Task brief - Copy each line of the following data that contains "ApiErrorData".

Source records -
use auth::PasswordError;
use thiserror::Error;

/// Error for UserId parsing failures
#[derive(Debug, Clone, Error, PartialEq, Eq)]
pub enum UserIdError {
    #[error("Invalid UUID format: {0}")]
    InvalidFormat(String),
}

/// Error for Username validation failures
#[derive(Debug, Clone, Error, PartialEq, Eq)]
pub enum UsernameError {
    #[error("Username too short: minimum {min} characters, got {actual}")]
    TooShort { min: usize, actual: usize },

    #[error("Username too long: maximum {max} characters, got {actual}")]
    TooLong { max: usize, actual: usize },

    #[error(
        "Username contains invalid characters (only alphanumeric, underscore, and hyphen allowed)"
    )]
    InvalidCharacters,
}

/// Error for EmailAddress validation failures
#[derive(Debug, Clone, Error, PartialEq, Eq)]
pub enum EmailError {
    #[error("Invalid email format: {0}")]
    InvalidFormat(String),
}

/// Error for DisplayName validation failures
#[derive(Debug, Clone, Error, PartialEq, Eq)]
pub enum NameError {
    #[error("Name must not be empty")]
    Empty,

    #[error("Name too long: maximum {max} characters, got {actual}")]
    TooLong { max: usize, actual: usize },
}

/// Error for new passwords that break the password policy
#[derive(Debug, Clone, Error, PartialEq, Eq)]
pub enum PasswordPolicyError {
    #[error("Password too short: minimum {min} characters, got {actual}")]
    TooShort { min: usize, actual: usize },
}

/// Top-level error for all user-related operations
///
/// Messages never carry passwords or password hashes.
#[derive(Debug, Clone, Error)]
pub enum UserError {
    // Value object validation errors (automatically converted via #[from])
    #[error("Invalid user ID: {0}")]
    InvalidUserId(#[from] UserIdError),

    #[error("Invalid username: {0}")]
    InvalidUsername(#[from] UsernameError),

    #[error("Invalid email: {0}")]
    InvalidEmail(#[from] EmailError),

    #[error("Invalid name: {0}")]
    InvalidName(#[from] NameError),

    #[error("Invalid password: {0}")]
    InvalidPassword(#[from] PasswordPolicyError),

    #[error("{0}")]
    Validation(String),

    // Domain-level errors
    #[error("User not found: {0}")]
    NotFound(String),

    #[error("Username already exists: {0}")]
    UsernameAlreadyExists(String),

    #[error("Email already exists: {0}")]
    EmailAlreadyExists(String),

    #[error("Invalid credentials")]
    InvalidCredentials,

    // Infrastructure errors
    #[error("Password error: {0}")]
    Password(#[from] PasswordError),

    #[error("Database error: {0}")]
    DatabaseError(String),

    #[error("Unknown error: {0}")]
    Unknown(String),
}

impl From<anyhow::Error> for UserError {
    fn from(err: anyhow::Error) -> Self {
        UserError::Unknown(err.to_string())
    }
}
use std::sync::Arc;

use jsonwebtoken::decode;
use jsonwebtoken::encode;
use jsonwebtoken::errors::ErrorKind;
use jsonwebtoken::Algorithm;
use jsonwebtoken::DecodingKey;
use jsonwebtoken::EncodingKey;
use jsonwebtoken::Header;
use jsonwebtoken::Validation;

use super::claims::Claims;
use super::clock::Clock;
use super::clock::SystemClock;
use super::errors::JwtError;

/// JWT token handler for encoding and decoding tokens.
///
/// Uses HS256 (HMAC with SHA-256). One handler owns one secret; tokens signed
/// under any other secret fail signature verification.
pub struct JwtHandler {
    encoding_key: EncodingKey,
    decoding_key: DecodingKey,
    algorithm: Algorithm,
    validation: Validation,
    clock: Arc<dyn Clock>,
}

impl JwtHandler {
    /// Create a new JWT handler backed by the wall clock.
    ///
    /// # Arguments
    /// * `secret` - Secret key for signing tokens (should be stored securely)
    /// * `issuer` - Expected `iss` claim
    /// * `audience` - Expected `aud` claim
    ///
    /// # Returns
    /// JwtHandler instance configured with HS256 algorithm
    ///
    /// # Security Notes
    /// - The secret should be at least 256 bits (32 bytes) for HS256
    /// - Store secrets in environment variables or secure vaults, never in code
    pub fn new(secret: &[u8], issuer: &str, audience: &str) -> Self {
        Self::with_clock(secret, issuer, audience, Arc::new(SystemClock))
    }

    /// Create a new JWT handler reading time from `clock`.
    pub fn with_clock(secret: &[u8], issuer: &str, audience: &str, clock: Arc<dyn Clock>) -> Self {
        let algorithm = Algorithm::HS256;

        let mut validation = Validation::new(algorithm);
        // The time window is checked against our own clock after decoding
        validation.validate_exp = false;
        validation.validate_nbf = false;
        validation.leeway = 0;
        validation.set_issuer(&[issuer]);
        validation.set_audience(&[audience]);
        validation.set_required_spec_claims(&["exp", "nbf", "sub", "iss", "aud"]);

        Self {
            encoding_key: EncodingKey::from_secret(secret),
            decoding_key: DecodingKey::from_secret(secret),
            algorithm,
            validation,
            clock,
        }
    }

    /// Clock used for issuance and validation.
    pub fn clock(&self) -> &dyn Clock {
        self.clock.as_ref()
    }

    /// Sign claims into a compact, URL-safe JWT.
    ///
    /// # Errors
    /// * `EncodingFailed` - Serialization or signing failed
    pub fn encode(&self, claims: &Claims) -> Result<String, JwtError> {
        let header = Header::new(self.algorithm);

        encode(&header, claims, &self.encoding_key)
            .map_err(|e| JwtError::EncodingFailed(e.to_string()))
    }

    /// Decode and validate a JWT token.
    ///
    /// The signature is verified before the claims are deserialized. Issuer
    /// and audience are checked next, and the `[nbf, exp)` window last.
    ///
    /// # Errors
    /// * `InvalidToken` - Bad signature, malformed token, or unexpected claims
    /// * `TokenExpired` - Valid signature but outside the validity window
    pub fn decode(&self, token: &str) -> Result<Claims, JwtError> {
        let token_data =
            decode::<Claims>(token, &self.decoding_key, &self.validation).map_err(|e| {
                match e.kind() {
                    ErrorKind::ExpiredSignature | ErrorKind::ImmatureSignature => {
                        JwtError::TokenExpired
                    }
                    _ => JwtError::InvalidToken(e.to_string()),
                }
            })?;

        let claims = token_data.claims;
        if !claims.is_active(self.clock.now().timestamp()) {
            return Err(JwtError::TokenExpired);
        }

        Ok(claims)
    }
}
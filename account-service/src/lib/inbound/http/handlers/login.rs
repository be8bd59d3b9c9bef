use axum::extract::State;
use axum::http::StatusCode;
use serde::Deserialize;

use super::ApiError;
use super::ApiSuccess;
use super::AuthResponseData;
use super::ValidJson;
use crate::domain::auth::ports::AuthServicePort;
use crate::domain::user::models::LoginCommand;
use crate::domain::user::models::Password;
use crate::domain::user::ports::UserServicePort;
use crate::inbound::http::router::AppState;

#[derive(Deserialize)]
pub struct LoginRequestBody {
    username: String,
    password: String,
}

pub async fn login(
    State(state): State<AppState>,
    ValidJson(body): ValidJson<LoginRequestBody>,
) -> Result<ApiSuccess<AuthResponseData>, ApiError> {
    let command = LoginCommand {
        username: body.username,
        password: Password::candidate(body.password),
    };

    let user = state.user_service.login(command).await?;
    let tokens = state.auth_service.issue_tokens(&user.id)?;

    Ok(ApiSuccess::new(
        StatusCode::OK,
        AuthResponseData::new(tokens, &user),
    ))
}
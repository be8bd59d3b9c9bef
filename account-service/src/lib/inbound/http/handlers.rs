use axum::extract::rejection::JsonRejection;
use axum::extract::FromRequest;
use axum::http::StatusCode;
use axum::response::IntoResponse;
use axum::response::Response;
use axum::Json;
use chrono::DateTime;
use chrono::Utc;
use serde::Serialize;
use uuid::Uuid;

use crate::domain::auth::errors::AuthError;
use crate::domain::auth::models::AuthTokens;
use crate::inbound::http::middleware::current_request_id;
use crate::user::errors::UserError;
use crate::user::models::User;

pub mod change_password;
pub mod delete_current_user;
pub mod get_current_user;
pub mod get_user;
pub mod login;
pub mod logout;
pub mod refresh;
pub mod register;
pub mod update_current_user;

#[derive(Debug, Clone)]
pub struct ApiSuccess<T: Serialize + PartialEq>(StatusCode, Json<ApiResponseBody<T>>);

impl<T> PartialEq for ApiSuccess<T>
where
    T: Serialize + PartialEq,
{
    fn eq(&self, other: &Self) -> bool {
        self.0 == other.0 && self.1 .0 == other.1 .0
    }
}

impl<T: Serialize + PartialEq> ApiSuccess<T> {
    pub fn new(status: StatusCode, data: T) -> Self {
        ApiSuccess(status, Json(ApiResponseBody::new(status, data)))
    }
}

impl<T: Serialize + PartialEq> IntoResponse for ApiSuccess<T> {
    fn into_response(self) -> Response {
        (self.0, self.1).into_response()
    }
}

#[derive(Debug, Clone, PartialEq, Eq)]
pub enum ApiError {
    InternalServerError(String),
    UnprocessableEntity(String),
    BadRequest(String),
    NotFound(String),
    Conflict(String),
    Unauthorized(String),
}

impl ApiError {
    /// Log `detail` and return a 500 that carries only a correlation id.
    ///
    /// Inside a request the id is the request's `x-request-id`.
    pub fn internal(detail: impl std::fmt::Display) -> Self {
        let correlation_id =
            current_request_id().unwrap_or_else(|| Uuid::new_v4().to_string());
        tracing::error!(%correlation_id, error = %detail, "Internal error");

        Self::InternalServerError(format!(
            "Internal server error (correlation id: {})",
            correlation_id
        ))
    }
}

/// JSON body extractor that rejects with the `ApiError` envelope.
#[derive(FromRequest)]
#[from_request(via(axum::Json), rejection(ApiError))]
pub struct ValidJson<T>(pub T);

impl From<JsonRejection> for ApiError {
    fn from(rejection: JsonRejection) -> Self {
        ApiError::BadRequest(rejection.body_text())
    }
}

impl From<anyhow::Error> for ApiError {
    fn from(e: anyhow::Error) -> Self {
        Self::internal(e)
    }
}

impl IntoResponse for ApiError {
    fn into_response(self) -> Response {
        let (status, message) = match self {
            ApiError::InternalServerError(msg) => (StatusCode::INTERNAL_SERVER_ERROR, msg),
            ApiError::UnprocessableEntity(msg) => (StatusCode::UNPROCESSABLE_ENTITY, msg),
            ApiError::BadRequest(msg) => (StatusCode::BAD_REQUEST, msg),
            ApiError::NotFound(msg) => (StatusCode::NOT_FOUND, msg),
            ApiError::Conflict(msg) => (StatusCode::CONFLICT, msg),
            ApiError::Unauthorized(msg) => (StatusCode::UNAUTHORIZED, msg),
        };

        (status, Json(ApiResponseBody::new_error(status, message))).into_response()
    }
}

impl From<UserError> for ApiError {
    fn from(err: UserError) -> Self {
        match err {
            UserError::NotFound(_) => ApiError::NotFound(err.to_string()),
            UserError::UsernameAlreadyExists(_) | UserError::EmailAlreadyExists(_) => {
                ApiError::Conflict(err.to_string())
            }
            UserError::InvalidCredentials => ApiError::Unauthorized(err.to_string()),
            UserError::Validation(_) => ApiError::BadRequest(err.to_string()),
            UserError::InvalidUsername(_)
            | UserError::InvalidEmail(_)
            | UserError::InvalidName(_)
            | UserError::InvalidPassword(_)
            | UserError::InvalidUserId(_) => ApiError::UnprocessableEntity(err.to_string()),
            UserError::Password(_) | UserError::DatabaseError(_) | UserError::Unknown(_) => {
                ApiError::internal(err)
            }
        }
    }
}

impl From<AuthError> for ApiError {
    fn from(err: AuthError) -> Self {
        match err {
            AuthError::Signing(_) => ApiError::internal(err),
            AuthError::MissingCredential
            | AuthError::MalformedCredential
            | AuthError::TokenInvalid(_)
            | AuthError::TokenExpired => ApiError::Unauthorized("Unauthorized".to_string()),
        }
    }
}

#[derive(Debug, Clone, PartialEq, Eq, Serialize)]
pub struct ApiResponseBody<T: Serialize + PartialEq> {
    status_code: u16,
    data: T,
}

impl<T: Serialize + PartialEq> ApiResponseBody<T> {
    pub fn new(status_code: StatusCode, data: T) -> Self {
        Self {
            status_code: status_code.as_u16(),
            data,
        }
    }
}

impl ApiResponseBody<ApiErrorData> {
    pub fn new_error(status_code: StatusCode, message: String) -> Self {
        Self {
            status_code: status_code.as_u16(),
            data: ApiErrorData { message },
        }
    }
}

#[derive(Debug, Clone, PartialEq, Eq, Serialize)]
pub struct ApiErrorData {
    pub message: String,
}

#[derive(Debug, Clone, PartialEq, Eq, Serialize)]
pub struct MessageData {
    pub message: String,
}

impl MessageData {
    pub fn new(message: &str) -> Self {
        Self {
            message: message.to_string(),
        }
    }
}

/// Private profile, shown only to its owner.
#[derive(Debug, Clone, PartialEq, Eq, Serialize)]
pub struct UserData {
    pub id: String,
    pub name: String,
    pub username: String,
    pub email: Option<String>,
    pub created_at: DateTime<Utc>,
    pub updated_at: DateTime<Utc>,
}

impl From<&User> for UserData {
    fn from(user: &User) -> Self {
        Self {
            id: user.id.to_string(),
            name: user.name.as_str().to_string(),
            username: user.username.as_str().to_string(),
            email: user.email.as_ref().map(|e| e.as_str().to_string()),
            created_at: user.created_at,
            updated_at: user.updated_at,
        }
    }
}

/// Profile fields visible to any authenticated user.
#[derive(Debug, Clone, PartialEq, Eq, Serialize)]
pub struct PublicUserData {
    pub id: String,
    pub name: String,
    pub username: String,
}

impl From<&User> for PublicUserData {
    fn from(user: &User) -> Self {
        Self {
            id: user.id.to_string(),
            name: user.name.as_str().to_string(),
            username: user.username.as_str().to_string(),
        }
    }
}

#[derive(Debug, Clone, PartialEq, Eq, Serialize)]
pub struct TokensData {
    pub access_token: String,
    pub refresh_token: String,
}

impl From<AuthTokens> for TokensData {
    fn from(tokens: AuthTokens) -> Self {
        Self {
            access_token: tokens.access_token,
            refresh_token: tokens.refresh_token,
        }
    }
}

#[derive(Debug, Clone, PartialEq, Eq, Serialize)]
pub struct AuthResponseData {
    pub access_token: String,
    pub refresh_token: String,
    pub user: UserData,
}

impl AuthResponseData {
    pub fn new(tokens: AuthTokens, user: &User) -> Self {
        Self {
            access_token: tokens.access_token,
            refresh_token: tokens.refresh_token,
            user: user.into(),
        }
    }
}
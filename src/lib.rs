//! # Medir
//!
//! Benchmark harness for local LLM inference servers speaking the Ollama
//! HTTP API.
//!
//! Medir (Spanish: "to measure") sweeps a context-size x model matrix
//! against a running server, records per-run throughput and memory
//! placement, pools statistics across runs, and renders charts without
//! any plotting dependency.
//!
//! ## Features
//!
//! - **Layered configuration**: CLI > environment > YAML > defaults,
//!   resolved by presence rather than value
//! - **Sequential sweeps**: one generation request at a time, failures
//!   recorded per cell instead of aborting the matrix
//! - **Durable results**: timestamped run directories, atomic writes,
//!   CSV/JSON/columnar exports
//! - **Self-contained charts**: SVG markup and PNG rasterization are
//!   produced in-crate
//!
//! ## Example
//!
//! ```rust
//! use medir::{tokens_per_second, BenchConfig};
//!
//! // Throughput from server-reported counters
//! assert_eq!(tokens_per_second(1024, 8_000_000_000), Some(128.0));
//!
//! // Zero duration means "not applicable", never a division blowup
//! assert_eq!(tokens_per_second(512, 0), None);
//!
//! let config = BenchConfig::default();
//! assert_eq!(config.api_base(), "http://localhost:11434");
//! ```

#![deny(missing_docs)]
#![deny(clippy::all)]
#![warn(clippy::pedantic)]
// Clippy allows (MUST come after deny/warn to override them)
#![allow(clippy::module_name_repetitions)]
#![allow(clippy::cast_precision_loss)] // u64 -> f64 for token counts is safe
#![allow(clippy::cast_possible_truncation)] // chart pixel coordinates
#![allow(clippy::cast_sign_loss)] // rounded percentages are non-negative
#![allow(clippy::cast_possible_wrap)] // raster coordinates fit in i64
#![allow(clippy::must_use_candidate)] // Not all methods need #[must_use]
#![allow(clippy::missing_panics_doc)] // Mutex poisoning in the mock transport
#![allow(clippy::too_many_lines)] // Chart builders are naturally long
#![allow(clippy::doc_markdown)] // Allow technical terms without backticks
#![allow(clippy::float_cmp)] // Allow exact float comparisons in tests
#![allow(clippy::struct_excessive_bools)] // Teardown toggles are independent flags

/// HTTP client for the inference server's generate/tags/ps endpoints
pub mod client;
/// CLI command implementations (extracted for testability)
pub mod cli;
pub mod config;
pub mod error;
/// Single-cell execution: one timed generation request per call
pub mod executor;
/// Matrix sweep orchestration
///
/// Expands context sizes x models x repeats into an ordered cell
/// sequence and drives it strictly sequentially. Cell failures are
/// recorded, never fatal; teardown policy runs between models and
/// context sizes when configured.
pub mod matrix;
/// Results persistence: run directories, exports, discovery, read-back
pub mod results;
/// Model catalog, residency, and memory-split probing
pub mod session;
pub mod stats;
pub mod sysinfo;
/// Chart geometry plus SVG and PNG backends
///
/// One geometry builder emits drawing primitives; the SVG backend
/// serializes them as markup and the PNG backend rasterizes them onto
/// an RGB canvas with an embedded bitmap font. No image crate involved.
pub mod viz;

// Re-exports for convenience
pub use config::{BenchConfig, ExportFormat, SelectionSpec};
pub use error::{MedirError, Result};
pub use executor::{tokens_per_second, RunRecord};
pub use stats::{aggregate, AggregatedMetric, SampleStats};

/// Library version
pub const VERSION: &str = env!("CARGO_PKG_VERSION");
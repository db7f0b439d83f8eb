//! Model session control for the inference server
//!
//! [`ModelSession`] is the capability seam between orchestration and the
//! server: catalog lookup, residency probes, memory-split inspection, and
//! best-effort cold starts. Orchestration code only ever sees the trait,
//! so the concrete binding (HTTP here, scripted in tests) is swappable
//! without touching sweep logic.
//!
//! Selection patterns are resolved against the catalog exactly once, at
//! startup, into a typed model list. An empty or mistyped pattern is
//! caught before the first cell runs, not deep into a long sweep.

use std::collections::HashSet;
use std::sync::Mutex;

use regex::RegexBuilder;
use serde::{Deserialize, Serialize};
use tracing::warn;

use crate::client::{GenerateRequest, KeepAlive, OllamaClient};
use crate::config::SelectionSpec;
use crate::error::{MedirError, Result};

// ============================================================================
// Session data
// ============================================================================

/// One model in the server catalog
#[derive(Debug, Clone, Serialize, Deserialize)]
pub struct CatalogEntry {
    /// Model name
    pub name: String,
    /// On-disk size in bytes
    pub size_bytes: u64,
}

/// Memory placement of a resident model
#[derive(Debug, Clone, Copy, PartialEq, Serialize, Deserialize)]
pub struct MemorySplit {
    /// Share of the model resident in GPU memory, 0..=100
    pub gpu_percent: u8,
    /// Share resident in system memory, 0..=100
    pub cpu_percent: u8,
    /// Total resident size in decimal GB (as the server displays it)
    pub total_gb: f64,
    /// Active context length, when the server reports it
    pub context_length: Option<u32>,
}

impl MemorySplit {
    /// Derive a split from resident byte counts.
    ///
    /// Mirrors how the server's own status display renders the
    /// "100% GPU" / "48%/52% CPU/GPU" column from `size` and `size_vram`.
    #[must_use]
    pub fn from_bytes(size: u64, size_vram: u64, context_length: Option<u32>) -> Self {
        let gpu_percent = if size == 0 {
            0
        } else {
            let pct = (size_vram as f64 / size as f64 * 100.0).round();
            pct.clamp(0.0, 100.0) as u8
        };
        Self {
            gpu_percent,
            cpu_percent: 100 - gpu_percent,
            total_gb: size as f64 / 1e9,
            context_length,
        }
    }

    /// True when the model fell back to CPU-only execution
    #[must_use]
    pub fn is_cpu_only(&self) -> bool {
        self.gpu_percent == 0
    }
}

/// A resolved, concrete model identifier
#[derive(Debug, Clone, PartialEq, Eq, Serialize, Deserialize)]
pub struct ModelSpec {
    /// Model name as it will be sent to the server
    pub name: String,
    /// Whether the name was present in the catalog at resolution time.
    /// Absent models are still attempted (the server may auto-provision).
    pub in_catalog: bool,
}

// ============================================================================
// Capability trait
// ============================================================================

/// Capability contract for model catalog and residency control
pub trait ModelSession: Send + Sync {
    /// Fetch the server's local model catalog.
    ///
    /// # Errors
    ///
    /// Returns `ConnectionError` when the server cannot be reached or the
    /// response is unusable.
    fn catalog(&self) -> Result<Vec<CatalogEntry>>;

    /// True if the model currently appears in the resident list.
    ///
    /// Probe failures read as "not resident".
    fn is_preloaded(&self, model: &str) -> bool;

    /// Memory placement for a resident model; `None` when the model is
    /// not resident or the probe fails.
    fn memory_split(&self, model: &str) -> Option<MemorySplit>;

    /// Best-effort unload. Failures are logged and swallowed: the next
    /// run proceeds and records whatever residency state actually results.
    fn cold_start(&self, model: &str);
}

/// Resolve a selection spec against the catalog into a typed model list.
///
/// Order-preserving and de-duplicated (first occurrence wins). Explicit
/// list entries missing from the catalog are kept, flagged, and warned
/// about; patterns match case-insensitively in catalog order. An empty
/// result is not an error here — the caller decides whether zero models
/// is fatal.
///
/// # Errors
///
/// Returns `InvalidConfiguration` for an unparsable pattern, and
/// propagates catalog failures when the selection needs the catalog
/// (`All`/`Pattern`). For explicit lists an unreachable catalog degrades
/// to "presence unknown" rather than failing.
pub fn resolve_selection(
    session: &dyn ModelSession,
    spec: &SelectionSpec,
) -> Result<Vec<ModelSpec>> {
    match spec {
        SelectionSpec::All => {
            let catalog = session.catalog()?;
            Ok(dedup_specs(catalog.into_iter().map(|entry| ModelSpec {
                name: entry.name,
                in_catalog: true,
            })))
        },
        SelectionSpec::Pattern(pattern) => {
            let regex = RegexBuilder::new(pattern)
                .case_insensitive(true)
                .build()
                .map_err(|e| MedirError::InvalidConfiguration {
                    key: "select".to_string(),
                    reason: format!("invalid pattern '{pattern}': {e}"),
                })?;
            let catalog = session.catalog()?;
            Ok(dedup_specs(
                catalog
                    .into_iter()
                    .filter(|entry| regex.is_match(&entry.name))
                    .map(|entry| ModelSpec {
                        name: entry.name,
                        in_catalog: true,
                    }),
            ))
        },
        SelectionSpec::List(names) => {
            let known: Option<HashSet<String>> = match session.catalog() {
                Ok(catalog) => Some(catalog.into_iter().map(|e| e.name).collect()),
                Err(e) => {
                    warn!("catalog unavailable, skipping presence check: {e}");
                    None
                },
            };
            let specs = names.iter().map(|name| {
                let in_catalog = known.as_ref().is_none_or(|k| k.contains(name));
                if !in_catalog {
                    warn!("{}", MedirError::ModelNotFound(name.clone()));
                }
                ModelSpec {
                    name: name.clone(),
                    in_catalog,
                }
            });
            Ok(dedup_specs(specs))
        },
    }
}

fn dedup_specs(specs: impl Iterator<Item = ModelSpec>) -> Vec<ModelSpec> {
    let mut seen = HashSet::new();
    specs
        .filter(|spec| seen.insert(spec.name.clone()))
        .collect()
}

// ============================================================================
// HTTP binding
// ============================================================================

/// [`ModelSession`] over the server's HTTP API
pub struct OllamaSession {
    client: OllamaClient,
}

impl OllamaSession {
    /// Bind a session to an existing client
    #[must_use]
    pub fn new(client: OllamaClient) -> Self {
        Self { client }
    }

    /// The underlying HTTP client
    #[must_use]
    pub fn client(&self) -> &OllamaClient {
        &self.client
    }
}

impl ModelSession for OllamaSession {
    fn catalog(&self) -> Result<Vec<CatalogEntry>> {
        Ok(self
            .client
            .list_models()?
            .into_iter()
            .map(|m| CatalogEntry {
                name: m.name,
                size_bytes: m.size,
            })
            .collect())
    }

    fn is_preloaded(&self, model: &str) -> bool {
        self.client
            .list_resident()
            .map(|resident| resident.iter().any(|m| m.name == model))
            .unwrap_or(false)
    }

    fn memory_split(&self, model: &str) -> Option<MemorySplit> {
        let resident = self.client.list_resident().ok()?;
        resident
            .iter()
            .find(|m| m.name == model)
            .map(|m| MemorySplit::from_bytes(m.size, m.size_vram, m.context_length))
    }

    fn cold_start(&self, model: &str) {
        // Zero keep-alive asks the server to evict immediately.
        let request = GenerateRequest {
            model: model.to_string(),
            prompt: String::new(),
            stream: false,
            think: false,
            options: None,
            keep_alive: Some(KeepAlive::Seconds(0)),
        };
        if let Err(e) = self.client.generate(&request) {
            warn!("cold start of {model} failed: {e}");
        }
    }
}

// ============================================================================
// Scripted binding for tests
// ============================================================================

/// Scripted [`ModelSession`] with a recorded cold-start log
#[derive(Default)]
pub struct MockSession {
    catalog: Vec<CatalogEntry>,
    preloaded: HashSet<String>,
    splits: Vec<(String, MemorySplit)>,
    catalog_error: bool,
    cold_starts: Mutex<Vec<String>>,
}

impl MockSession {
    /// Empty session: no catalog, nothing resident
    #[must_use]
    pub fn new() -> Self {
        Self::default()
    }

    /// Add catalog entries by name
    #[must_use]
    pub fn with_catalog(mut self, names: &[&str]) -> Self {
        self.catalog = names
            .iter()
            .map(|n| CatalogEntry {
                name: (*n).to_string(),
                size_bytes: 1_000_000_000,
            })
            .collect();
        self
    }

    /// Mark a model as resident
    #[must_use]
    pub fn with_preloaded(mut self, name: &str) -> Self {
        self.preloaded.insert(name.to_string());
        self
    }

    /// Script the memory split returned for a model
    #[must_use]
    pub fn with_split(mut self, name: &str, split: MemorySplit) -> Self {
        self.splits.push((name.to_string(), split));
        self
    }

    /// Make catalog calls fail (unreachable server)
    #[must_use]
    pub fn with_catalog_error(mut self) -> Self {
        self.catalog_error = true;
        self
    }

    /// Models that received a cold start, in call order
    pub fn cold_start_log(&self) -> Vec<String> {
        self.cold_starts.lock().expect("mock lock").clone()
    }
}

impl ModelSession for MockSession {
    fn catalog(&self) -> Result<Vec<CatalogEntry>> {
        if self.catalog_error {
            return Err(MedirError::ConnectionError(
                "mock catalog unavailable".to_string(),
            ));
        }
        Ok(self.catalog.clone())
    }

    fn is_preloaded(&self, model: &str) -> bool {
        self.preloaded.contains(model)
    }

    fn memory_split(&self, model: &str) -> Option<MemorySplit> {
        self.splits
            .iter()
            .find(|(name, _)| name == model)
            .map(|(_, split)| *split)
    }

    fn cold_start(&self, model: &str) {
        self.cold_starts
            .lock()
            .expect("mock lock")
            .push(model.to_string());
    }
}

Answer space -
impl ApiResponseBody<ApiErrorData> {
            data: ApiErrorData { message },
pub struct ApiErrorData {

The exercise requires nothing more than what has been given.